Installing statsmodels
By using pip command, we will install the statsmodels library.
pip install statsmodels
Loading dataset
Next, we will load the dataset you save in any directory by pandas dataframe.
import pandas as pd
df = pd.read_csv('winequality-red.csv')
df.head()
In this dataset, we can see “quality” is a responsive variable and others are explanatory variables.
Multiple Regression Analysis
Now, we move on to Muitiple Regression Analysis for this dataset. However statsmodels is so powerful that we don’t need to write lots of code.
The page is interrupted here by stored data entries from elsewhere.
use std::fmt;

use tokio::sync::mpsc;
use tracing::trace;

use super::{pair, CallHead, ClientCall, ServerCall, Transport};
use crate::Status;

const DEFAULT_BACKLOG: usize = 128;

/// An in-process transport: every opened call is handed to the matching [`Incoming`] as a
/// [`ServerCall`].
pub struct LocalTransport<Req, Resp> {
    tx: mpsc::Sender<ServerCall<Req, Resp>>,
    strip_metadata: bool,
}

impl<Req, Resp> Clone for LocalTransport<Req, Resp> {
    fn clone(&self) -> Self {
        Self {
            tx: self.tx.clone(),
            strip_metadata: self.strip_metadata,
        }
    }
}

impl<Req, Resp> fmt::Debug for LocalTransport<Req, Resp> {
    fn fmt(&self, f: &mut fmt::Formatter<'_>) -> fmt::Result {
        f.debug_struct("LocalTransport")
            .field("strip_metadata", &self.strip_metadata)
            .finish()
    }
}

impl<Req, Resp> LocalTransport<Req, Resp> {
    /// Creates a transport and the server-side stream of calls opened through it.
    pub fn new() -> (Self, Incoming<Req, Resp>) {
        Self::with_backlog(DEFAULT_BACKLOG)
    }

    /// Like [`LocalTransport::new`], with at most `backlog` calls waiting to be accepted.
    pub fn with_backlog(backlog: usize) -> (Self, Incoming<Req, Resp>) {
        let (tx, rx) = mpsc::channel(backlog.max(1));
        (
            Self {
                tx,
                strip_metadata: false,
            },
            Incoming { rx },
        )
    }

    /// Delivers calls to the server without any metadata container, as a transport that failed
    /// to read the request headers would.
    pub fn without_metadata(mut self) -> Self {
        self.strip_metadata = true;
        self
    }
}

impl<Req, Resp> Transport for LocalTransport<Req, Resp>
where
    Req: Send + 'static,
    Resp: Send + 'static,
{
    type Request = Req;
    type Response = Resp;

    async fn open(&self, head: CallHead) -> Result<ClientCall<Req, Resp>, Status> {
        let CallHead {
            method,
            shape,
            metadata,
            buffer,
            cancellation,
        } = head;
        let metadata = (!self.strip_metadata).then_some(metadata);
        trace!("[ECHO] local transport opening call {method}");

        let (client, server) = pair(method, shape, metadata, buffer, cancellation);
        self.tx
            .send(server)
            .await
            .map_err(|_| Status::unavailable("server is not accepting calls"))?;
        Ok(client)
    }
}

/// The server side of a [`LocalTransport`].
pub struct Incoming<Req, Resp> {
    rx: mpsc::Receiver<ServerCall<Req, Resp>>,
}

impl<Req, Resp> fmt::Debug for Incoming<Req, Resp> {
    fn fmt(&self, f: &mut fmt::Formatter<'_>) -> fmt::Result {
        f.debug_struct("Incoming").finish_non_exhaustive()
    }
}

impl<Req, Resp> Incoming<Req, Resp> {
    /// Waits for the next call. Returns `None` once every transport handle is gone.
    pub async fn accept(&mut self) -> Option<ServerCall<Req, Resp>> {
        self.rx.recv().await
    }

    /// Stops accepting new calls; calls already queued can still be accepted.
    pub fn close(&mut self) {
        self.rx.close();
    }
}

#[cfg(test)]
mod tests {
    use faststr::FastStr;

    use super::*;
    use crate::{context::CallShape, metadata::MetadataMap, transport::Cancellation, Code};

    fn head(metadata: MetadataMap) -> CallHead {
        CallHead {
            method: FastStr::from_static_str("/helloworld.Greeter/UnaryEcho"),
            shape: CallShape::Unary,
            metadata,
            buffer: 4,
            cancellation: Cancellation::new(),
        }
    }

    #[tokio::test]
    async fn delivers_metadata_to_the_server() {
        let (transport, mut incoming) = LocalTransport::<u8, u8>::new();
        let _client = transport
            .open(head(MetadataMap::from_pairs([("timestamp", "t")])))
            .await
            .unwrap();

        let call = incoming.accept().await.unwrap();
        assert_eq!(call.shape, CallShape::Unary);
        assert!(call.metadata.unwrap().contains_key("timestamp"));
    }

    #[tokio::test]
    async fn can_withhold_metadata() {
        let (transport, mut incoming) = LocalTransport::<u8, u8>::new();
        let transport = transport.without_metadata();
        let _client = transport.open(head(MetadataMap::new())).await.unwrap();
        assert!(incoming.accept().await.unwrap().metadata.is_none());
    }

    #[tokio::test]
    async fn closed_incoming_is_unavailable() {
        let (transport, incoming) = LocalTransport::<u8, u8>::new();
        drop(incoming);
        let err = transport.open(head(MetadataMap::new())).await.unwrap_err();
        assert_eq!(err.code(), Code::Unavailable);
    }
}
import statsmodels.api as sm
#Explanatory columns
X = df[df.columns[:-1]]
#Adding constant term
X = sm.add_constant(X)
#Responsive variable
y = df['quality']
#Generating a model
model = sm.OLS(y,X)
result = model.fit()
#Checking results
result.summary()
The meaning of results
The meaning of the results is important for us so lets check them.
Dep. Variable
This is the responsive variable we selected, quality in here.
Model
The type of modes is showed. OLS means Ordinary Least Sqauares. This method is quite common.
Method
Method is almost same as Model, Least Squares.
Date, Time
The date and time we got the OLS results. It means when we executed result.summary().
No. Observations
The number of rows in dataet. Here it is same as a result of len(df), 1599.
Df Residuals
This is Degree of freedom of Residuals. it can be caluculated as No.Observations minus Df Model minus 1. 1599 – 11 -1 = 1578
Df Model
This is Degree of freedom of Model. It is number of explanatory variables, 11.
Covariance Type
The covariance Type is nonrobust as default.
R-squared
This is squared of Coefficient of Determination.
Adj. R-sqaured
This is squared of Adjusted Coefficient of Determination. Adj. R-sqaured can be used for comparison between two models having different explanatory variables.
F-statistic
F-static can be used to test whether there are meaningul explanatory variables.
Prob (F-statistic)
This is probability of F-statistic. It is enough small value in this example.
Log-Liklihood
Log-Liklihood can evaluate likelihod of data samples.
AIC
This is Akaike’s Information Criterion. Smaller is better.
BIC
This is Bayesian information criterion. Smaller is better.
Summary of this article
statisticmodels can make results of multiple regression quite easily. However when we work on any real tasks, it is also good idea to use any other libralies to show data graphially.